The White House on Monday invited industry and academia to help devise a strategy for building and maintaining a research center for reskilling federal employees and improving citizen services across government.
The Government Effectiveness Advanced Research, or GEAR, Center would bring together experts from a wide range of fields to come up with innovative ways for agencies to bring outdated services into the 21st century.
Proposed under the Trump administration’s federal reorganization plan, the private-public partnership aims to speed up the government’s adoption of new technologies and bring customer service best practices from industry to agencies. The center’s findings would be used to design and roll out initiatives across the executive branch.
“Today’s government is outdated and proven to adapt more slowly than the private sector, and has fallen behind the curve,” the White House wrote in the request for information. “The inability to adapt has likely contributed to the federal government’s failures to meet expectations and resulted in less than optimal use of resources. Moreover, the Government’s reliance on outdated technology has led to a workforce insufficiently equipped to transition to more modern ways of doing business.”

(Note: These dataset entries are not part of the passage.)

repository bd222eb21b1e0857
//! Category entity for SeaORM.

use chrono::Utc;
use sea_orm::Set;
use sea_orm::entity::prelude::*;

use quill_core::ports::NewCategory;

#[derive(Clone, Debug, PartialEq, Eq, DeriveEntityModel)]
#[sea_orm(table_name = "categories")]
pub struct Model {
    #[sea_orm(primary_key, auto_increment = false)]
    pub id: Uuid,
    #[sea_orm(unique)]
    pub name: String,
    #[sea_orm(unique)]
    pub slug: String,
    #[sea_orm(column_type = "Text", nullable)]
    pub description: Option<String>,
    pub posts_count: i32,
    pub created_at: DateTimeWithTimeZone,
    pub updated_at: DateTimeWithTimeZone,
}

#[derive(Copy, Clone, Debug, EnumIter, DeriveRelation)]
pub enum Relation {
    #[sea_orm(has_many = "super::post_category::Entity")]
    PostCategories,
}

impl Related<super::post::Entity> for Entity {
    fn to() -> RelationDef {
        super::post_category::Relation::Post.def()
    }

    fn via() -> Option<RelationDef> {
        Some(super::post_category::Relation::Category.def().rev())
    }
}

impl ActiveModelBehavior for ActiveModel {}

impl From<Model> for quill_core::domain::Category {
    fn from(model: Model) -> Self {
        Self {
            id: model.id,
            name: model.name,
            slug: model.slug,
            description: model.description,
            posts_count: model.posts_count,
            created_at: model.created_at.into(),
            updated_at: model.updated_at.into(),
        }
    }
}

impl From<NewCategory> for ActiveModel {
    fn from(input: NewCategory) -> Self {
        let now = Utc::now();
        Self {
            id: Set(Uuid::new_v4()),
            name: Set(input.name),
            slug: Set(input.slug),
            description: Set(input.description),
            posts_count: Set(0),
            created_at: Set(now.into()),
            updated_at: Set(now.into()),
        }
    }
}
//! HTTP handlers and route configuration.

mod categories;
mod comments;
mod health;
mod posts;

use actix_web::web;

/// Configure all application routes.
pub fn configure_routes(cfg: &mut web::ServiceConfig) {
    cfg.service(
        web::scope("/api")
            .route("/health", web::get().to(health::health_check))
            .service(
                web::scope("/posts")
                    .route("", web::get().to(posts::list_posts))
                    .route("", web::post().to(posts::create_post))
                    // Literal segments before the {id} matchers.
                    .route("/drafts", web::post().to(posts::save_draft))
                    .route("/search", web::get().to(posts::search_posts))
                    .route("/slug/{slug}", web::get().to(posts::get_post_by_slug))
                    .route("/{id}", web::get().to(posts::get_post))
                    .route("/{id}", web::put().to(posts::update_post))
                    .route("/{id}", web::delete().to(posts::delete_post))
                    .route("/{id}/like", web::post().to(posts::like_post))
                    .route("/{id}/publish", web::post().to(posts::toggle_publish))
                    .route("/{post_id}/comments", web::get().to(comments::list_comments))
                    .route(
                        "/{post_id}/comments",
                        web::post().to(comments::create_comment),
                    ),
            )
            .service(
                web::scope("/categories")
                    .route("", web::get().to(categories::list_categories))
                    .route("", web::post().to(categories::create_category))
                    .route("/{id}", web::get().to(categories::get_category))
                    .route("/{id}", web::put().to(categories::update_category))
                    .route("/{id}", web::delete().to(categories::delete_category)),
            )
            .service(
                web::scope("/comments")
                    .route("/{id}", web::delete().to(comments::delete_comment))
                    .route("/{id}/like", web::post().to(comments::like_comment)),
            ),
    );
}
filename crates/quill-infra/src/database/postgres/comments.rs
use async_trait::async_trait;
use sea_orm::sea_query::Expr;
use sea_orm::{
    ActiveModelTrait, ColumnTrait, DbConn, EntityTrait, QueryFilter, QueryOrder, TransactionTrait,
};
use uuid::Uuid;

use quill_core::domain::Comment;
use quill_core::error::RepoError;
use quill_core::ports::{CommentRepository, NewComment};

use super::map_db_err;
use crate::database::entity::comment::{self, Entity as CommentEntity};
use crate::database::entity::post::{self, Entity as PostEntity};

/// PostgreSQL comment repository.
pub struct PostgresCommentRepository {
    db: DbConn,
}

impl PostgresCommentRepository {
    pub fn new(db: DbConn) -> Self {
        Self { db }
    }
}

#[async_trait]
impl CommentRepository for PostgresCommentRepository {
    async fn list_by_post(&self, post_id: Uuid) -> Result<Vec<Comment>, RepoError> {
        let rows = CommentEntity::find()
            .filter(comment::Column::PostId.eq(post_id))
            .order_by_desc(comment::Column::CreatedAt)
            .all(&self.db)
            .await
            .map_err(map_db_err)?;

        Ok(rows.into_iter().map(Into::into).collect())
    }

    async fn find_by_id(&self, id: Uuid) -> Result<Option<Comment>, RepoError> {
        let model = CommentEntity::find_by_id(id)
            .one(&self.db)
            .await
            .map_err(map_db_err)?;

        Ok(model.map(Into::into))
    }

    async fn create(&self, input: NewComment) -> Result<Comment, RepoError> {
        let post_id = input.post_id;

        let txn = self.db.begin().await.map_err(map_db_err)?;

        let active: comment::ActiveModel = input.into();
        let model = active.insert(&txn).await.map_err(map_db_err)?;

        let updated = PostEntity::update_many()
            .col_expr(
                post::Column::CommentsCount,
                Expr::col(post::Column::CommentsCount).add(1),
            )
            .filter(post::Column::Id.eq(post_id))
            .exec(&txn)
            .await
            .map_err(map_db_err)?;

        if updated.rows_affected == 0 {
            // Dropping the transaction rolls the insert back.
            return Err(RepoError::NotFound);
        }

        txn.commit().await.map_err(map_db_err)?;
        Ok(model.into())
    }

    async fn delete_subtree(&self, id: Uuid) -> Result<u64, RepoError> {
        let txn = self.db.begin().await.map_err(map_db_err)?;

        let root = CommentEntity::find_by_id(id)
            .one(&txn)
            .await
            .map_err(map_db_err)?
            .ok_or(RepoError::NotFound)?;
        let post_id = root.post_id;

        // Breadth-first walk over parent references; parent_id carries no
        // foreign key, so the store cannot cascade this for us.
        let mut all_ids = vec![root.id];
        let mut frontier = vec![root.id];
        while !frontier.is_empty() {
            let children: Vec<Uuid> = CommentEntity::find()
                .filter(comment::Column::ParentId.is_in(frontier))
                .all(&txn)
                .await
                .map_err(map_db_err)?
                .into_iter()
                .map(|c| c.id)
                .collect();

            all_ids.extend(&children);
            frontier = children;
        }

        let removed = CommentEntity::delete_many()
            .filter(comment::Column::Id.is_in(all_ids))
            .exec(&txn)
            .await
            .map_err(map_db_err)?
            .rows_affected;

        PostEntity::update_many()
            .col_expr(
                post::Column::CommentsCount,
                Expr::col(post::Column::CommentsCount).sub(removed as i32),
            )
            .filter(post::Column::Id.eq(post_id))
            .exec(&txn)
            .await
            .map_err(map_db_err)?;

        txn.commit().await.map_err(map_db_err)?;
        Ok(removed)
    }

    async fn increment_likes(&self, id: Uuid) -> Result<(), RepoError> {
        let result = CommentEntity::update_many()
            .col_expr(
                comment::Column::Likes,
                Expr::col(comment::Column::Likes).add(1),
            )
            .filter(comment::Column::Id.eq(id))
            .exec(&self.db)
            .await
            .map_err(map_db_err)?;

        if result.rows_affected == 0 {
            return Err(RepoError::NotFound);
        }

        Ok(())
    }
}
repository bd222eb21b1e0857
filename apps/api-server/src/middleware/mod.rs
//! Middleware modules.

pub mod error;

According to the RFI, the GEAR Center would initially focus its efforts in two key areas: building a more tech-savvy federal workforce and opening up more federal data to the private sector.
The White House argues advanced technologies will only impact government if employees have enough training to use them, and it made reskilling the federal tech workforce a central focus of the President’s Management Agenda. Officials requested details on what types training and adult learning programs have shown the most success in the private sector and how the GEAR Center could begin developing similar initiatives at federal agencies.
Officials have also repeatedly highlighted the positive impact open data initiatives can make on the economy and government services. They noted the center would look for ways to improve data quality and governance across agencies to help industry better take advantage of federal information.
The administration has yet to determine whether the GEAR Center will be a physical institution, a network of experts working together remotely, or an office attached to a university or think tank. In the RFI, officials asked industry to weigh in on the benefits of different operating models and what government’s role in the center should be, as well as propose different strategies for funding the center in the long term.
The White House plans to provide funding to stand up the center, but it would need outside money to keep it up and running in the long run, officials said. They asked respondents to include sustainable funding strategies in their proposals. Responses are due Sept. 14.